First time rv owner, and looking forward to the springtime. My question is, when I run the generator, all the 110 electrical works.  But when I plug in the electrical lead for external power, nothing works. Is there a switch?? Thanks for any advice!!  Gary


----------



## C Nash (Dec 3, 2008)

Re: 1989 Pace Arrow 32, plugging in electricl lead

Welcome to the forum Gary. You probably have to plug in a power cord coming from the gen on yours. You will probably have to unplug it when going to shore power.  If you don't have this type system you will have a switch over system that should be automatic. If so it might be bad.
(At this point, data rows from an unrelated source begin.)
use crate::{
    parser::{error::{kind, Error}, Parse, Parser},
    tokenizer::{Token, TokenKind},
};
use std::{fmt, ops::Range};

#[cfg(feature = "serde")]
use serde::{Deserialize, Serialize};

/// Writes a string the way it would be written as a single-quoted string literal.
pub fn fmt_str(f: &mut impl fmt::Write, value: &str) -> fmt::Result {
    f.write_char('\'')?;
    for c in value.chars() {
        match c {
            '\\' => f.write_str("\\\\")?,
            '\'' => f.write_str("\\'")?,
            '\n' => f.write_str("\\n")?,
            '\r' => f.write_str("\\r")?,
            '\t' => f.write_str("\\t")?,
            c => f.write_char(c)?,
        }
    }
    f.write_char('\'')
}

/// Resolves the escape sequences in the body of a string literal. Unknown escape sequences are
/// kept as written, backslash included.
fn unescape(body: &str) -> String {
    let mut out = String::with_capacity(body.len());
    let mut chars = body.chars();

    while let Some(c) = chars.next() {
        if c != '\\' {
            out.push(c);
            continue;
        }

        match chars.next() {
            Some('n') => out.push('\n'),
            Some('r') => out.push('\r'),
            Some('t') => out.push('\t'),
            Some('0') => out.push('\0'),
            Some(c @ ('\\' | '\'' | '"')) => out.push(c),
            Some(other) => {
                out.push('\\');
                out.push(other);
            },
            None => out.push('\\'),
        }
    }

    out
}

/// An integer literal, written in decimal, hexadecimal (`0x`), octal (`0o`) or binary (`0b`).
#[derive(Debug, Clone, PartialEq)]
#[cfg_attr(feature = "serde", derive(Serialize, Deserialize))]
pub struct LitInt {
    /// The value of the integer literal.
    pub value: i64,

    /// The region of the source code that this literal was parsed from.
    pub span: Range<usize>,
}

impl LitInt {
    /// Parses the integer literal `9223372036854775808` (in any radix) following a minus sign.
    /// Only its negation, [`i64::MIN`], fits in 64 bits, so the sign becomes part of the
    /// literal. Fails if the literal is an operand of `**`, which binds tighter than the sign.
    pub(crate) fn parse_negated_min(input: &mut Parser, minus: Range<usize>) -> Result<Self, Error> {
        let token = input.next_token()?;
        let magnitude = int_digits(&token)
            .and_then(|(radix, digits)| u64::from_str_radix(&digits, radix).ok());
        if magnitude == Some(1 << 63) && input.peek_kind() != Some(TokenKind::Pow) {
            Ok(Self { value: i64::MIN, span: minus.start..token.span.end })
        } else {
            Err(input.error(kind::NonFatal))
        }
    }
}

impl std::fmt::Display for LitInt {
    fn fmt(&self, f: &mut std::fmt::Formatter) -> std::fmt::Result {
        write!(f, "{}", self.value)
    }
}

/// A floating-point literal, such as `3.14`, `1.` or `2e-3`.
#[derive(Debug, Clone, PartialEq)]
#[cfg_attr(feature = "serde", derive(Serialize, Deserialize))]
pub struct LitFloat {
    /// The value of the floating-point literal.
    pub value: f64,

    /// The region of the source code that this literal was parsed from.
    pub span: Range<usize>,
}

impl std::fmt::Display for LitFloat {
    fn fmt(&self, f: &mut std::fmt::Formatter) -> std::fmt::Result {
        write!(f, "{:?}", self.value)
    }
}

/// A string literal, quoted with either single or double quotes.
#[derive(Debug, Clone, PartialEq)]
#[cfg_attr(feature = "serde", derive(Serialize, Deserialize))]
pub struct LitStr {
    /// The contents of the string literal, with escape sequences resolved.
    pub value: String,

    /// The region of the source code that this literal was parsed from.
    pub span: Range<usize>,
}

impl std::fmt::Display for LitStr {
    fn fmt(&self, f: &mut std::fmt::Formatter) -> std::fmt::Result {
        fmt_str(f, &self.value)
    }
}

/// A boolean literal, either `True` or `False`.
#[derive(Debug, Clone, PartialEq)]
#[cfg_attr(feature = "serde", derive(Serialize, Deserialize))]
pub struct LitBool {
    /// The value of the boolean literal.
    pub value: bool,

    /// The region of the source code that this literal was parsed from.
    pub span: Range<usize>,
}

impl std::fmt::Display for LitBool {
    fn fmt(&self, f: &mut std::fmt::Formatter) -> std::fmt::Result {
        f.write_str(if self.value { "True" } else { "False" })
    }
}

/// A symbol / identifier literal. Symbols are used to represent variables, parameters, function
/// names and attribute names.
#[derive(Debug, Clone, PartialEq)]
#[cfg_attr(feature = "serde", derive(Serialize, Deserialize))]
pub struct LitSym {
    /// The name of the symbol.
    pub name: String,

    /// The region of the source code that this literal was parsed from.
    pub span: Range<usize>,
}

impl Parse for LitSym {
    fn parse(input: &mut Parser) -> Result<Self, Error> {
        let token = input.next_token()?;
        match token.kind {
            TokenKind::Name => Ok(Self {
                name: token.lexeme.to_owned(),
                span: token.span,
            }),
            TokenKind::And | TokenKind::Or | TokenKind::Not | TokenKind::In | TokenKind::Is
                | TokenKind::Lambda | TokenKind::Def | TokenKind::Return
                | TokenKind::True | TokenKind::False => Err(Error::new(vec![token.span], kind::ExpectedName {
                    keyword: token.lexeme.to_owned(),
                })),
            _ => Err(Error::new(vec![token.span], kind::UnexpectedToken {
                expected: &[TokenKind::Name],
                found: token.kind,
            })),
        }
    }
}

impl std::fmt::Display for LitSym {
    fn fmt(&self, f: &mut std::fmt::Formatter) -> std::fmt::Result {
        f.write_str(&self.name)
    }
}

/// Represents a literal value in the language.
///
/// A literal is any value that is written directly into the source code. Names count as literals
/// here; whether they refer to a variable, a function or a module is decided by whoever consumes
/// the tree.
#[derive(Debug, Clone, PartialEq)]
#[cfg_attr(feature = "serde", derive(Serialize, Deserialize))]
pub enum Literal {
    /// An integer literal, such as `42` or `0xff`.
    Int(LitInt),

    /// A floating-point literal, such as `3.14`.
    Float(LitFloat),

    /// A string literal, such as `'abc'`.
    Str(LitStr),

    /// A boolean literal, either `True` or `False`.
    Bool(LitBool),

    /// A symbol / identifier literal, such as `x` or `pt`.
    Symbol(LitSym),
}

impl Literal {
    /// Returns the span of the literal.
    pub fn span(&self) -> Range<usize> {
        match self {
            Literal::Int(int) => int.span.clone(),
            Literal::Float(float) => float.span.clone(),
            Literal::Str(string) => string.span.clone(),
            Literal::Bool(boolean) => boolean.span.clone(),
            Literal::Symbol(name) => name.span.clone(),
        }
    }
}

/// Returns the radix and digits of an integer token, without the radix prefix or `_` separators.
fn int_digits(token: &Token) -> Option<(u32, String)> {
    let (radix, digits) = match token.kind {
        TokenKind::Int => (10, token.lexeme),
        TokenKind::Hex => (16, &token.lexeme[2..]),
        TokenKind::Oct => (8, &token.lexeme[2..]),
        TokenKind::Bin => (2, &token.lexeme[2..]),
        _ => return None,
    };
    Some((radix, digits.replace('_', "")))
}

impl Parse for Literal {
    fn parse(input: &mut Parser) -> Result<Self, Error> {
        let token = input.next_token()?;
        let invalid = || Error::new_fatal(vec![token.span.clone()], kind::InvalidNumber {
            lexeme: token.lexeme.to_owned(),
        });

        if let Some((radix, digits)) = int_digits(&token) {
            let value = i64::from_str_radix(&digits, radix).map_err(|_| invalid())?;
            return Ok(Literal::Int(LitInt { value, span: token.span }));
        }

        match token.kind {
            TokenKind::Float => {
                let value = token.lexeme.replace('_', "").parse::<f64>().map_err(|_| invalid())?;
                Ok(Literal::Float(LitFloat { value, span: token.span }))
            },
            TokenKind::Str => {
                // the tokenizer guarantees the lexeme is wrapped in matching quotes
                let body = &token.lexeme[1..token.lexeme.len() - 1];
                Ok(Literal::Str(LitStr { value: unescape(body), span: token.span }))
            },
            TokenKind::True | TokenKind::False => Ok(Literal::Bool(LitBool {
                value: token.kind == TokenKind::True,
                span: token.span,
            })),
            TokenKind::Name => Ok(Literal::Symbol(LitSym {
                name: token.lexeme.to_owned(),
                span: token.span,
            })),
            _ => Err(Error::new(vec![token.span], kind::UnexpectedToken {
                expected: &[
                    TokenKind::Int,
                    TokenKind::Float,
                    TokenKind::Str,
                    TokenKind::True,
                    TokenKind::False,
                    TokenKind::Name,
                ],
                found: token.kind,
            })),
        }
    }
}

impl std::fmt::Display for Literal {
    fn fmt(&self, f: &mut std::fmt::Formatter) -> std::fmt::Result {
        match self {
            Literal::Int(int) => int.fmt(f),
            Literal::Float(float) => float.fmt(f),
            Literal::Str(string) => string.fmt(f),
            Literal::Bool(boolean) => boolean.fmt(f),
            Literal::Symbol(name) => name.fmt(f),
        }
    }
}

#[cfg(test)]
mod tests {
    use pretty_assertions::assert_eq;
    use super::*;

    #[test]
    fn unescape_known_and_unknown() {
        assert_eq!(unescape(r"a\tb\\c\'d"), "a\tb\\c'd");
        assert_eq!(unescape(r"\d"), "\\d");
    }

    #[test]
    fn quoted_string_round_trips_quotes() {
        let mut out = String::new();
        fmt_str(&mut out, "it's").unwrap();
        assert_eq!(out, r"'it\'s'");
    }

    #[test]
    fn keyword_is_not_a_name() {
        let mut parser = Parser::new("lambda");
        let err = parser.try_parse::<LitSym>().unwrap_err();
        assert_eq!(err.to_string(), "expected a name");
    }
}
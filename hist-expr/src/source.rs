use crate::error::{kind, Error};
use hist_parser::parser::{
    ast::{Expr as AstExpr, Stmt},
    Parser,
};

/// The source of an axis or cut expression.
#[derive(Debug, Clone, Copy, PartialEq, Eq)]
pub enum Source<'a> {
    /// A one-line expression, such as `0 <= x < 10`.
    Text(&'a str),

    /// A function returning one expression: either `def name(params): return <expr>` or
    /// `lambda params: <expr>`.
    Function(&'a str),
}

impl<'a> Source<'a> {
    /// Returns the source code.
    pub fn body(&self) -> &'a str {
        match self {
            Source::Text(body) | Source::Function(body) => body,
        }
    }

    /// Parses the source and extracts the single expression to translate.
    pub(crate) fn expression(&self) -> Result<AstExpr, Error> {
        let body = self.body();
        let mut stmts = Parser::new(body).try_parse_full_many::<Stmt>()?;

        let stmt = match stmts.len() {
            0 => return Err(Error::container(0..body.len(), kind::EmptySource)),
            1 => stmts.remove(0),
            count => {
                let span = stmts[0].span().start..stmts[count - 1].span().end;
                return Err(Error::container(span, kind::NotSingleExpression { count }));
            },
        };

        match self {
            Source::Text(_) => match stmt {
                Stmt::Expr(expr) => Ok(expr),
                stmt => {
                    let what = match stmt {
                        Stmt::Return(_) => "a `return` statement",
                        Stmt::Assign(_) => "an assignment",
                        _ => "a function definition",
                    };
                    Err(Error::container(stmt.span(), kind::NotAnExpression { what }))
                },
            },
            Source::Function(_) => match stmt {
                Stmt::FunctionDef(def) => match <[Stmt; 1]>::try_from(def.body) {
                    Ok([Stmt::Return(ret)]) => Ok(ret.value),
                    _ => Err(Error::container(def.span, kind::FunctionBody)),
                },
                Stmt::Expr(AstExpr::Lambda(lambda)) => Ok(*lambda.body),
                stmt => Err(Error::container(stmt.span(), kind::NotAFunction)),
            },
        }
    }
}
//! Result types for [`ObjectStoreClient::get`](super::ObjectStoreClient::get) and
//! [`ObjectStoreClient::head`](super::ObjectStoreClient::head).

use std::collections::HashMap;

use bytes::Bytes;
use object_store::{Attribute, Attributes, ObjectMeta};

/// Result of a successful [`ObjectStoreClient::get`](super::ObjectStoreClient::get) call.
#[derive(Debug)]
pub struct GetOutput {
    /// Raw bytes of the retrieved object.
    pub data: Bytes,
    /// MIME content-type, if the backend provides one.
    pub content_type: Option<String>,
    /// User-defined metadata attached at write time.
    pub metadata: HashMap<String, String>,
    /// Object metadata (size, etag, last_modified, location).
    pub meta: ObjectMeta,
}

/// Result of a successful [`ObjectStoreClient::head`](super::ObjectStoreClient::head) call.
#[derive(Debug, Clone)]
pub struct HeadOutput {
    /// MIME content-type, if the backend provides one.
    pub content_type: Option<String>,
    /// User-defined metadata attached at write time.
    pub metadata: HashMap<String, String>,
    /// Object metadata (size, etag, last_modified, location).
    pub meta: ObjectMeta,
}

pub(super) fn content_type(attributes: &Attributes) -> Option<String> {
    attributes
        .get(&Attribute::ContentType)
        .map(|v| v.to_string())
}

pub(super) fn user_metadata(attributes: &Attributes) -> HashMap<String, String> {
    attributes
        .iter()
        .filter_map(|(attribute, value)| match attribute {
            Attribute::Metadata(name) => Some((name.to_string(), value.to_string())),
            _ => None,
        })
        .collect()
}
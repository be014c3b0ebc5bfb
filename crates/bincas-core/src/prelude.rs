//! Convenience re-exports.

pub use crate::content_type::{OCTET_STREAM, TEXT_PLAIN};
pub use crate::{ContentKey, ContentKeyError, Digested, HashingReader};
//! Subcommands, one per store operation.

use std::path::PathBuf;

use anyhow::Context;
use bincas_store::{BinaryStore, ContentKey, ObjectReader};
use clap::Subcommand;
use serde::Serialize;
use tokio::io::{AsyncRead, AsyncReadExt, AsyncWrite, AsyncWriteExt};

use crate::TRACING_TARGET_COMMAND;

/// Operations exposed on the command line.
#[derive(Debug, Clone, Subcommand)]
pub enum Command {
    /// Store a file (or `-` for stdin) and print its key
    Put {
        /// File to store, `-` reads stdin
        input: PathBuf,
    },
    /// Write stored content to a file or stdout
    Get {
        /// Content key
        key: ContentKey,
        /// Output file (defaults to stdout)
        #[arg(short, long)]
        output: Option<PathBuf>,
    },
    /// List every stored key
    List,
    /// Permanently delete stored content
    Delete {
        /// Content keys to delete
        #[arg(required = true)]
        keys: Vec<ContentKey>,
    },
    /// Print the stored media type
    Mime {
        /// Content key
        key: ContentKey,
    },
    /// Read or write extracted text
    #[command(subcommand)]
    Text(TextCommand),
    /// Print what the backend supports beyond plain storage
    Capabilities,
}

/// Extracted-text operations.
#[derive(Debug, Clone, Subcommand)]
pub enum TextCommand {
    /// Print the extracted text (empty when none is stored)
    Get {
        /// Content key
        key: ContentKey,
    },
    /// Store extracted text, replacing any previous value
    Set {
        /// Content key
        key: ContentKey,
        /// Text to store, `-` reads stdin
        text: String,
    },
}

#[derive(Serialize)]
struct PutReport<'a> {
    key: &'a ContentKey,
    size: u64,
}

impl Command {
    /// Runs the command against `store`, writing results to stdout.
    pub async fn execute(self, store: &BinaryStore) -> anyhow::Result<()> {
        let mut stdout = tokio::io::stdout();

        match self {
            Self::Put { input } => {
                let handle = if is_stdin(&input) {
                    store.store(tokio::io::stdin()).await?
                } else {
                    let file = tokio::fs::File::open(&input)
                        .await
                        .with_context(|| format!("failed to open {}", input.display()))?;
                    store.store(file).await?
                };
                let report = PutReport {
                    key: handle.key(),
                    size: handle.size(),
                };
                write_line(&mut stdout, &serde_json::to_string(&report)?).await?;
            }
            Self::Get { key, output } => {
                let reader = store.get_input_stream(&key).await?;
                let written = match output {
                    Some(path) => {
                        let mut file = tokio::fs::File::create(&path)
                            .await
                            .with_context(|| format!("failed to create {}", path.display()))?;
                        copy(reader, &mut file).await?
                    }
                    None => copy(reader, &mut stdout).await?,
                };
                tracing::debug!(target: TRACING_TARGET_COMMAND, key = %key, written, "Content written");
            }
            Self::List => {
                for key in store.get_all_binary_keys().await? {
                    write_line(&mut stdout, &key.to_string()).await?;
                }
            }
            Self::Delete { keys } => {
                let count = store.mark_as_unused(&keys).await?;
                tracing::info!(target: TRACING_TARGET_COMMAND, count, "Delete submitted");
            }
            Self::Mime { key } => {
                let mime_type = store.get_stored_mime_type(&key).await?;
                write_line(&mut stdout, &mime_type).await?;
            }
            Self::Text(TextCommand::Get { key }) => {
                let text = store.get_extracted_text(&key).await?;
                write_line(&mut stdout, &text).await?;
            }
            Self::Text(TextCommand::Set { key, text }) => {
                let text = if text == "-" {
                    read_to_string(tokio::io::stdin()).await?
                } else {
                    text
                };
                store.store_extracted_text(&key, &text).await?;
            }
            Self::Capabilities => {
                let capabilities = serde_json::to_string_pretty(&store.capabilities())?;
                write_line(&mut stdout, &capabilities).await?;
            }
        }

        stdout.flush().await?;
        Ok(())
    }
}

fn is_stdin(path: &std::path::Path) -> bool {
    path.as_os_str() == "-"
}

async fn copy<W>(mut reader: ObjectReader, writer: &mut W) -> anyhow::Result<u64>
where
    W: AsyncWrite + Unpin,
{
    let written = tokio::io::copy(&mut reader, writer)
        .await
        .context("failed to copy content")?;
    writer.flush().await?;
    Ok(written)
}

async fn read_to_string<R: AsyncRead + Unpin>(mut reader: R) -> anyhow::Result<String> {
    let mut text = String::new();
    reader
        .read_to_string(&mut text)
        .await
        .context("failed to read stdin")?;
    Ok(text)
}

async fn write_line<W>(writer: &mut W, line: &str) -> anyhow::Result<()>
where
    W: AsyncWrite + Unpin,
{
    writer.write_all(line.as_bytes()).await?;
    writer.write_all(b"\n").await?;
    Ok(())
}
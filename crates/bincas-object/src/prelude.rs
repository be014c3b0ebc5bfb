//! Convenience re-exports.

pub use crate::client::{GetOutput, HeadOutput, ObjectReader, ObjectStoreClient, PutAttributes, PutOutput};
pub use crate::providers::{BucketCredentials, GcsProvider, Provider, S3Provider};
pub use crate::{Error, ErrorKind, PutMode};
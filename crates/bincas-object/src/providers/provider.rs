//! Provider trait for connecting a bucket-scoped client.

use std::future::Future;

use serde::de::DeserializeOwned;

use crate::client::ObjectStoreClient;
use crate::error::Error;

/// Credentials that name exactly one bucket.
pub trait BucketCredentials: DeserializeOwned + Send + Sync {
    /// Bucket the resulting client is scoped to.
    fn bucket(&self) -> &str;
}

/// Backend that turns [`BucketCredentials`] into an [`ObjectStoreClient`].
///
/// Clients produced here must honour [`PutMode::Create`](object_store::PutMode)
/// so that concurrent writers of the same key resolve to a single object.
pub trait Provider: Sized + Send + 'static {
    /// Strongly-typed credentials for this provider.
    type Credentials: BucketCredentials;

    /// Unique identifier (e.g. "gcs", "s3").
    const ID: &str;

    /// Build a client for the bucket named by `creds`.
    ///
    /// Fails with a connection error when the bucket is blank or the backend
    /// rejects the configuration.
    fn connect(creds: &Self::Credentials) -> impl Future<Output = Result<Self, Error>> + Send;

    /// Unwrap the underlying client.
    fn into_client(self) -> ObjectStoreClient;
}

/// Rejects blank bucket names before a backend builder sees them.
pub(super) fn require_bucket<'a>(
    creds: &'a impl BucketCredentials,
    id: &str,
) -> Result<&'a str, Error> {
    let bucket = creds.bucket().trim();
    if bucket.is_empty() {
        return Err(Error::connection("bucket name is empty", id, false));
    }
    Ok(bucket)
}
//! CLI configuration management.
//!
//! ```text
//! Cli
//! ├── store: BinaryStoreConfig    # Bucket
//! ├── staging: StagingConfig      # Staging directory, expiry
//! ├── provider: ProviderConfig    # GCS or S3 and their settings
//! └── command: Command            # Operation to run
//! ```
//!
//! All configuration can be provided via CLI arguments or environment variables.
//! Use `--help` to see all available options.

mod provider;

use std::process;

use anyhow::Context;
use bincas_staging::{StagingCache, StagingConfig};
use bincas_store::{BinaryStore, BinaryStoreConfig};
use clap::Parser;
pub use provider::{ProviderConfig, ProviderKind};
use tracing_subscriber::EnvFilter;
use tracing_subscriber::layer::SubscriberExt;
use tracing_subscriber::util::SubscriberInitExt;

use crate::commands::Command;
use crate::{TRACING_TARGET_CONFIG, TRACING_TARGET_STARTUP};

/// Complete CLI configuration.
#[derive(Debug, Clone, Parser)]
#[command(name = "bincas")]
#[command(about = "Content-addressed binary store")]
#[command(version)]
pub struct Cli {
    /// Bucket configuration.
    #[clap(flatten)]
    pub store: BinaryStoreConfig,

    /// Local staging configuration.
    #[clap(flatten)]
    pub staging: StagingConfig,

    /// Object-storage provider configuration.
    #[clap(flatten)]
    pub provider: ProviderConfig,

    /// Operation to run.
    #[command(subcommand)]
    pub command: Command,
}

impl Cli {
    /// Loads environment variables from .env file (if enabled) and parses CLI arguments.
    pub fn init() -> Self {
        Self::load_dotenv();
        Self::parse()
    }

    /// Loads environment variables from .env file if the dotenv feature is enabled.
    #[cfg(feature = "dotenv")]
    fn load_dotenv() {
        if let Err(err) = dotenvy::dotenv()
            && !err.not_found()
        {
            eprintln!("Warning: failed to load .env file: {err}");
        }
    }

    /// No-op when dotenv feature is disabled.
    #[cfg(not(feature = "dotenv"))]
    fn load_dotenv() {}

    /// Initializes tracing with environment-based filtering.
    pub fn init_tracing() {
        let filter = EnvFilter::try_from_default_env().unwrap_or_else(|_| EnvFilter::new("info"));

        tracing_subscriber::registry()
            .with(filter)
            .with(tracing_subscriber::fmt::layer().with_writer(std::io::stderr))
            .init();
    }

    /// Logs configuration (no credentials).
    pub fn log(&self) {
        tracing::debug!(
            target: TRACING_TARGET_STARTUP,
            version = env!("CARGO_PKG_VERSION"),
            pid = process::id(),
            features = ?Self::enabled_features(),
            "Build information"
        );

        tracing::debug!(
            target: TRACING_TARGET_CONFIG,
            provider = %self.provider.provider,
            bucket = %self.store.bucket,
            staging_dir = ?self.staging.staging_dir,
            staging_expiry_secs = self.staging.staging_expiry_secs,
            staging_held_expiry_secs = self.staging.staging_held_expiry_secs,
            "Store configuration"
        );
    }

    /// Builds the staging cache and connects the store.
    pub async fn connect(&self) -> anyhow::Result<BinaryStore> {
        let staging =
            StagingCache::new(&self.staging).context("failed to create staging cache")?;
        self.provider.connect(self.store.clone(), staging).await
    }

    /// Returns a list of enabled compile-time features.
    fn enabled_features() -> Vec<&'static str> {
        [cfg!(feature = "dotenv").then_some("dotenv")]
            .into_iter()
            .flatten()
            .collect()
    }
}
//! Content-derived object identifier.

use std::fmt;
use std::str::FromStr;

use bytes::Bytes;
use serde::{Deserialize, Serialize};
use sha2::{Digest, Sha256};

/// Error returned when a string is not a valid [`ContentKey`].
#[derive(Debug, Clone, PartialEq, Eq, thiserror::Error)]
pub enum ContentKeyError {
    /// The input was empty.
    #[error("content key is empty")]
    Empty,

    /// The input was not a hex-encoded byte sequence.
    #[error("content key '{input}' is not valid hex: {reason}")]
    InvalidHex { input: String, reason: String },
}

/// Opaque identifier derived from an object's content.
///
/// Two keys are equal exactly when their bytes are equal. The string form
/// (lowercase hex) is the identifier used in the staging area and as the
/// remote object name, so it must stay stable across releases.
#[derive(Clone, PartialEq, Eq, Hash, PartialOrd, Ord)]
#[derive(Serialize, Deserialize)]
#[serde(try_from = "String", into = "String")]
pub struct ContentKey(Bytes);

impl ContentKey {
    /// Wraps raw digest bytes.
    pub fn from_bytes(bytes: impl Into<Bytes>) -> Self {
        Self(bytes.into())
    }

    /// Computes the key of an in-memory buffer.
    pub fn digest(data: &[u8]) -> Self {
        let digest: [u8; 32] = Sha256::digest(data).into();
        Self::from_bytes(digest.to_vec())
    }

    /// Parses the hex string form produced by [`Display`](fmt::Display).
    pub fn from_hex(input: &str) -> Result<Self, ContentKeyError> {
        if input.is_empty() {
            return Err(ContentKeyError::Empty);
        }

        hex::decode(input)
            .map(Self::from_bytes)
            .map_err(|e| ContentKeyError::InvalidHex {
                input: input.to_owned(),
                reason: e.to_string(),
            })
    }

    /// Returns the raw key bytes.
    #[inline]
    pub fn as_bytes(&self) -> &[u8] {
        &self.0
    }
}

impl AsRef<ContentKey> for ContentKey {
    fn as_ref(&self) -> &ContentKey {
        self
    }
}

impl fmt::Display for ContentKey {
    fn fmt(&self, f: &mut fmt::Formatter<'_>) -> fmt::Result {
        f.write_str(&hex::encode(&self.0))
    }
}

impl fmt::Debug for ContentKey {
    fn fmt(&self, f: &mut fmt::Formatter<'_>) -> fmt::Result {
        f.debug_tuple("ContentKey").field(&self.to_string()).finish()
    }
}

impl FromStr for ContentKey {
    type Err = ContentKeyError;

    fn from_str(s: &str) -> Result<Self, Self::Err> {
        Self::from_hex(s)
    }
}

impl TryFrom<String> for ContentKey {
    type Error = ContentKeyError;

    fn try_from(value: String) -> Result<Self, Self::Error> {
        Self::from_hex(&value)
    }
}

impl From<ContentKey> for String {
    fn from(key: ContentKey) -> Self {
        key.to_string()
    }
}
Some of the others more familiar with this type systems will give more details.  I think Archer had one of the systems without the automatic switching so he may can better lead you.


----------



## Guest (Dec 3, 2008)

Re: 1989 Pace Arrow 32, plugging in electricl lead

Nash is right on this ,, i also have to unplug ,, and replug ,, what i mean is ,, if i want genset power ,, i have to plug in the shore line cord to the reciptical in the power compartment to get power from the genset ,, now if at a CG or at home i unplug the shore cord from the rec for genset ,, and plug into the CG post or my post here at the house ,, hope this helps u out ,, and welcome to the forums  :approve:  :approve:  :approve:
oops reread u'r post ,, u say u have nothing when plugged into u'r house??? if so what size of cord are u useing ,, or are u pluging into a CG style plug at u;r house ??? let us know back on that ,, it maybe a simple issue with the breaker in u'r house ,, but let us know back ,, please    :approve:  :approve:


----------



## ARCHER (Dec 4, 2008)

Re: 1989 Pace Arrow 32, plugging in electricl lead

730 is right about plug/unplug/plug.  If your 110 stuff works on genset, it should work on shorepower IF you plugged your line back in like that which was stated, and your getting power from the house receptical.  The only switch I had was for the house batteries on the dash and they were only used for circuit boards or 12 volt stuff.  If I were you, I'd check to make sure your getting power from house FIRST, then go from there.  Welcome


----------